Just saying hello sparked a flood of great memories, making me realize how every moment we experience is a gilded thread to the moments we have lived before.

Yes, the memories may be tarnished by time, grown fuzzy on details, and perhaps even morphed into the land of fiction. But just being reminded of the past is a comfort. An immortalizing one.

I recently ran into a friend from college at a concert who told a story to my friends about meeting my father in 1976 and what a great man he was. My father passed in 1988 and just having him so vividly recalled was both touching and gratifying.

I understand familiarity can breed contempt and I honor the trepidation many have about everyone knowing your business. Yes, privacy is a good thing and you don’t have to prance around like you are the chair of the board of directors so people notice you, remember you, and years down the road call out to you by name.

Anonymity has its place. Indeed, it can be liberating to go somewhere new, unknown and unnoticed allowing you to freely reinvent and present yourself — limitless and untarnished by any memory of the past. I admire those friends who pack up and move to new cities — sight unseen — and thrive in the excitement of staking a claim to fresh soil. You can be who you dare to be. And that is fearless.

For me the reassurance of being seen and known — even if it is because a friend of a friend of a friend of a brother of an aunt of a teacher — wraps me in the comfort of a singular place in time that stretches back a week or a lifetime.

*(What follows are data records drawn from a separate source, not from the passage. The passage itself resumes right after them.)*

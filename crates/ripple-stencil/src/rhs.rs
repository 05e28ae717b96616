//! The [`Rhs`] trait: the pluggable time derivative of one field.
//!
//! A stepper holds one evaluator per field. Each sub-step it calls
//! [`Rhs::eval`] once per cell and integrates `next = current + dt * rhs`.
//! Different PDEs are expressed by swapping evaluators; the stepper itself
//! never changes.

use std::fmt;

use crate::operators::Operators;

/// Time derivative of one field, evaluated per cell.
///
/// # Contract
///
/// - `eval()` MUST be deterministic: same inputs produce identical outputs.
/// - `&self`: evaluators are stateless; they read fields only through
///   the [`Operators`] bundle.
/// - `Send + Sync` so the parallel back-end can call `eval()` from worker
///   threads.
///
/// # Examples
///
/// A linear decay `du/dt = -k u`:
///
/// ```
/// use ripple_core::Grid;
/// use ripple_stencil::{Operators, Rhs};
///
/// struct Decay(f64);
///
/// impl Rhs for Decay {
///     fn name(&self) -> &str { "decay" }
///
///     fn eval(&self, i: i64, j: i64, ops: &Operators<'_>) -> f64 {
///         -self.0 * ops.u().value(i, j)
///     }
/// }
///
/// let u = Grid::filled(2, 2, 4.0).unwrap();
/// let ops = Operators::bind(&u, None, 1.0);
/// assert_eq!(Decay(0.5).eval(0, 0, &ops), -2.0);
/// ```
pub trait Rhs: Send + Sync {
    /// Human-readable name for error reporting and logging.
    fn name(&self) -> &str;

    /// Time derivative at cell `(i, j)`.
    fn eval(&self, i: i64, j: i64, ops: &Operators<'_>) -> f64;

    /// Whether this evaluator reads V.
    ///
    /// A stepper without a V field rejects evaluators that return `true`.
    /// Default: `false`.
    fn reads_v(&self) -> bool {
        false
    }

    /// Advisory maximum stable time-step for grid spacing `h`.
    ///
    /// Return `None` to impose no constraint.
    fn max_dt(&self, _h: f64) -> Option<f64> {
        None
    }
}

impl fmt::Debug for dyn Rhs {
    fn fmt(&self, f: &mut fmt::Formatter<'_>) -> fmt::Result {
        f.debug_struct("Rhs").field("name", &self.name()).finish()
    }
}

// ── Zero ───────────────────────────────────────────────────────────

/// An evaluator that always returns zero. The field never changes.
#[derive(Clone, Copy, Debug, Default)]
pub struct Zero;

impl Rhs for Zero {
    fn name(&self) -> &str {
        "zero"
    }

    fn eval(&self, _i: i64, _j: i64, _ops: &Operators<'_>) -> f64 {
        0.0
    }
}

// ── FnRhs ──────────────────────────────────────────────────────────

/// Adapts a closure `(i, j, ops) -> f64` into an [`Rhs`].
///
/// Built with [`rhs_fn`].
pub struct FnRhs<F> {
    name: String,
    reads_v: bool,
    max_dt: Option<f64>,
    f: F,
}

/// Wrap a closure as a named evaluator.
///
/// ```
/// use ripple_core::Grid;
/// use ripple_stencil::{rhs_fn, Operators, Rhs};
///
/// // Coupled: du/dt = v.
/// let dudt = rhs_fn("dudt", |i, j, ops: &Operators<'_>| {
///     ops.v().map_or(0.0, |v| v.value(i, j))
/// })
/// .reading_v();
///
/// let u = Grid::new(2, 2).unwrap();
/// let v = Grid::filled(2, 2, 3.0).unwrap();
/// let ops = Operators::bind(&u, Some(&v), 1.0);
/// assert_eq!(dudt.eval(1, 1, &ops), 3.0);
/// assert!(dudt.reads_v());
/// ```
pub fn rhs_fn<F>(name: impl Into<String>, f: F) -> FnRhs<F>
where
    F: Fn(i64, i64, &Operators<'_>) -> f64 + Send + Sync,
{
    FnRhs {
        name: name.into(),
        reads_v: false,
        max_dt: None,
        f,
    }
}

impl<F> FnRhs<F> {
    /// Declare that the closure reads V.
    pub fn reading_v(mut self) -> Self {
        self.reads_v = true;
        self
    }

    /// Attach an advisory maximum time-step (independent of `h`).
    pub fn with_max_dt(mut self, max_dt: f64) -> Self {
        self.max_dt = Some(max_dt);
        self
    }
}

impl<F> Rhs for FnRhs<F>
where
    F: Fn(i64, i64, &Operators<'_>) -> f64 + Send + Sync,
{
    fn name(&self) -> &str {
        &self.name
    }

    fn eval(&self, i: i64, j: i64, ops: &Operators<'_>) -> f64 {
        (self.f)(i, j, ops)
    }

    fn reads_v(&self) -> bool {
        self.reads_v
    }

    fn max_dt(&self, _h: f64) -> Option<f64> {
        self.max_dt
    }
}

impl<F> fmt::Debug for FnRhs<F> {
    fn fmt(&self, f: &mut fmt::Formatter<'_>) -> fmt::Result {
        f.debug_struct("FnRhs")
            .field("name", &self.name)
            .field("reads_v", &self.reads_v)
            .field("max_dt", &self.max_dt)
            .finish_non_exhaustive()
    }
}
//! The stepper: explicit Euler time integration over a double buffer.
//!
//! [`Stepper`] owns the field pair, one evaluator per field, and an
//! [`Executor`]. Each sub-step:
//!
//! 1. binds [`Operators`] to the published generation,
//! 2. sweeps `next = current + dt * rhs(i, j)` into the staging slot for
//!    U, then V,
//! 3. runs the stability guard over both staged fields,
//! 4. publishes the staging slot if every value is finite.
//!
//! A guard failure abandons the staging slot and moves the stepper to
//! [`StepperState::Failed`]; every later `step()` call fails fast.

use std::fmt;
use std::time::Instant;

use ripple_core::{ConfigError, FieldId, StabilityError, StepError};
use ripple_stencil::{Operators, Rhs};

use crate::buffer::DoubleBuffer;
use crate::config::StepperConfig;
use crate::executor::{executor_for, Executor};
use crate::guard;
use crate::metrics::StepMetrics;
use crate::snapshot::{OwnedSnapshot, Snapshot};

/// Lifecycle state of a [`Stepper`].
#[derive(Clone, Copy, Debug, PartialEq, Eq)]
pub enum StepperState {
    /// Holds a finite published generation and accepts `step()` calls.
    Ready,
    /// A sub-step produced a non-finite value. Terminal.
    Failed,
}

/// Explicit finite-difference stepper for one or two coupled fields.
///
/// # Examples
///
/// ```
/// use ripple_core::Grid;
/// use ripple_engine::{Stepper, StepperConfig};
/// use ripple_stencil::Diffusion;
///
/// let mut u = Grid::new(16, 16).unwrap();
/// u.set(8, 8, 1.0);
/// let diffusion = Diffusion::builder().coefficient(0.1).build().unwrap();
///
/// let mut stepper = Stepper::new(StepperConfig::single(u, diffusion, 1.0, 0.5)).unwrap();
/// stepper.step(10).unwrap();
///
/// let snap = stepper.snapshot();
/// assert_eq!(snap.generation(), 10);
/// assert!(snap.u().get(8, 8) < 1.0);
/// ```
pub struct Stepper {
    buffers: DoubleBuffer,
    u_rhs: Box<dyn Rhs>,
    v_rhs: Option<Box<dyn Rhs>>,
    executor: Box<dyn Executor>,
    h: f64,
    dt: f64,
    failure: Option<StabilityError>,
    last_metrics: StepMetrics,
}

impl Stepper {
    /// Construct a stepper from a [`StepperConfig`].
    ///
    /// Validates the configuration, builds the executor, and seeds both
    /// buffer slots with the initial condition. Consumes the config.
    pub fn new(config: StepperConfig) -> Result<Self, ConfigError> {
        config.validate()?;

        if !config.strict_dt {
            if let Some((max_dt, name)) = config.advisory_max_dt() {
                if config.dt > max_dt {
                    tracing::warn!(
                        "dt {} exceeds advisory max_dt {} of evaluator '{}'; expect instability",
                        config.dt,
                        max_dt,
                        name
                    );
                }
            }
        }

        let executor = executor_for(config.backend)?;
        let (rows, cols) = config.dimensions();

        tracing::info!(
            "Created Stepper: {}x{} cells, h={}, dt={}, backend={}, fields={}",
            rows,
            cols,
            config.h,
            config.dt,
            executor.name(),
            if config.v.is_some() { "U+V" } else { "U" }
        );

        let (v_initial, v_rhs) = match config.v {
            Some(v) => (Some(v.initial), Some(v.rhs)),
            None => (None, None),
        };

        Ok(Self {
            buffers: DoubleBuffer::new(config.u.initial, v_initial),
            u_rhs: config.u.rhs,
            v_rhs,
            executor,
            h: config.h,
            dt: config.dt,
            failure: None,
            last_metrics: StepMetrics::default(),
        })
    }

    /// Advance `n` sub-steps. `step(0)` is a no-op on a ready stepper.
    ///
    /// Returns the call's metrics on success. On the first non-finite
    /// value the call stops, the failing generation is discarded, and
    /// the stepper becomes [`StepperState::Failed`]. Once failed, every
    /// call returns [`StepError::AlreadyFailed`].
    pub fn step(&mut self, n: u64) -> Result<StepMetrics, StepError> {
        if let Some(cause) = &self.failure {
            return Err(StepError::AlreadyFailed {
                cause: cause.clone(),
            });
        }

        let start = Instant::now();
        let mut metrics = StepMetrics {
            cells_per_substep: self.buffers.current().u().cell_count(),
            ..StepMetrics::default()
        };

        for k in 0..n {
            if let Err(err) = self.substep(k, &mut metrics) {
                tracing::error!(
                    "stability failure: {} (field {}, cell ({}, {}), sub-step {})",
                    err.value,
                    err.field,
                    err.row,
                    err.col,
                    err.substep
                );
                metrics.total_us = start.elapsed().as_micros() as u64;
                self.last_metrics = metrics;
                self.failure = Some(err.clone());
                return Err(StepError::Unstable(err));
            }
            metrics.substeps += 1;
        }

        metrics.total_us = start.elapsed().as_micros() as u64;
        tracing::debug!(
            "step({}) committed {} sub-steps in {}us (generation {})",
            n,
            metrics.substeps,
            metrics.total_us,
            self.buffers.generation()
        );
        self.last_metrics = metrics.clone();
        Ok(metrics)
    }

    /// Run one sub-step. Publishes only if both staged fields are finite.
    fn substep(&mut self, index: u64, metrics: &mut StepMetrics) -> Result<(), StabilityError> {
        let h = self.h;
        let dt = self.dt;
        let generation = self.buffers.generation();

        {
            let (current, staging) = self.buffers.split();
            let ops = Operators::bind(current.u(), current.v(), h);
            let cols = current.u().cols();
            let (u_next, v_next) = staging.fields_mut();

            let t = Instant::now();
            let u_cur = current.u().as_slice();
            let u_rhs = &*self.u_rhs;
            self.executor
                .sweep(u_next.as_mut_slice(), cols, &|r: usize, c: usize| {
                    u_cur[r * cols + c] + dt * u_rhs.eval(r as i64, c as i64, &ops)
                });
            metrics.u_sweep_us += t.elapsed().as_micros() as u64;

            if let (Some(v_rhs), Some(v_cur), Some(v_next)) =
                (self.v_rhs.as_deref(), current.v(), v_next)
            {
                let t = Instant::now();
                let v_cur = v_cur.as_slice();
                self.executor
                    .sweep(v_next.as_mut_slice(), cols, &|r: usize, c: usize| {
                        v_cur[r * cols + c] + dt * v_rhs.eval(r as i64, c as i64, &ops)
                    });
                metrics.v_sweep_us += t.elapsed().as_micros() as u64;
            }

            let t = Instant::now();
            let checked = guard::check_field(FieldId::U, staging.u(), index, generation)
                .and_then(|()| match staging.v() {
                    Some(v) => guard::check_field(FieldId::V, v, index, generation),
                    None => Ok(()),
                });
            metrics.guard_us += t.elapsed().as_micros() as u64;
            checked?;
        }

        self.buffers.publish();
        tracing::trace!("published generation {}", self.buffers.generation());
        Ok(())
    }

    /// Read-only view of the published generation.
    ///
    /// After a failure this is the last generation that passed the guard.
    pub fn snapshot(&self) -> Snapshot<'_> {
        let current = self.buffers.current();
        Snapshot::new(
            current.u(),
            current.v(),
            self.buffers.generation(),
            self.dt,
        )
    }

    /// Owned copy of the published generation.
    pub fn owned_snapshot(&self) -> OwnedSnapshot {
        self.snapshot().to_owned_snapshot()
    }

    /// Current lifecycle state.
    pub fn state(&self) -> StepperState {
        if self.failure.is_some() {
            StepperState::Failed
        } else {
            StepperState::Ready
        }
    }

    /// The failure that disabled this stepper, if any.
    pub fn failure(&self) -> Option<&StabilityError> {
        self.failure.as_ref()
    }

    /// Sub-steps committed since construction.
    pub fn generation(&self) -> u64 {
        self.buffers.generation()
    }

    /// Simulated time, `generation * dt`.
    pub fn time(&self) -> f64 {
        self.buffers.generation() as f64 * self.dt
    }

    /// Grid spacing.
    pub fn h(&self) -> f64 {
        self.h
    }

    /// Time-step.
    pub fn dt(&self) -> f64 {
        self.dt
    }

    /// `(rows, cols)`.
    pub fn dimensions(&self) -> (usize, usize) {
        self.buffers.current().u().dimensions()
    }

    /// Name of the executing back-end.
    pub fn backend_name(&self) -> &str {
        self.executor.name()
    }

    /// Metrics from the most recent `step()` call that ran.
    pub fn last_metrics(&self) -> &StepMetrics {
        &self.last_metrics
    }
}

impl fmt::Debug for Stepper {
    fn fmt(&self, f: &mut fmt::Formatter<'_>) -> fmt::Result {
        f.debug_struct("Stepper")
            .field("dimensions", &self.dimensions())
            .field("u_rhs", &self.u_rhs.name())
            .field("v_rhs", &self.v_rhs.as_ref().map(|r| r.name()))
            .field("backend", &self.executor.name())
            .field("h", &self.h)
            .field("dt", &self.dt)
            .field("generation", &self.buffers.generation())
            .field("state", &self.state())
            .finish()
    }
}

Sitting in a movie theater or watching on my TV at home, at the end of every movie or series episode, the credits roll far too fast for me to read and absorb. I cannot remember the full names and the titles to know who is who, who did what, why it was important, why they mattered. There are so many names I cannot count them all or even repeat them.

Perhaps Kevin Bacon can.

As in Hollywood, in every lifetime there is an infinite roster of names of those we have encountered — to be remembered within six degrees or 600 degrees is a blessing.

Otherwise it all just ends and someone turns on the lights, we exit the theater or change the channel, without a sound.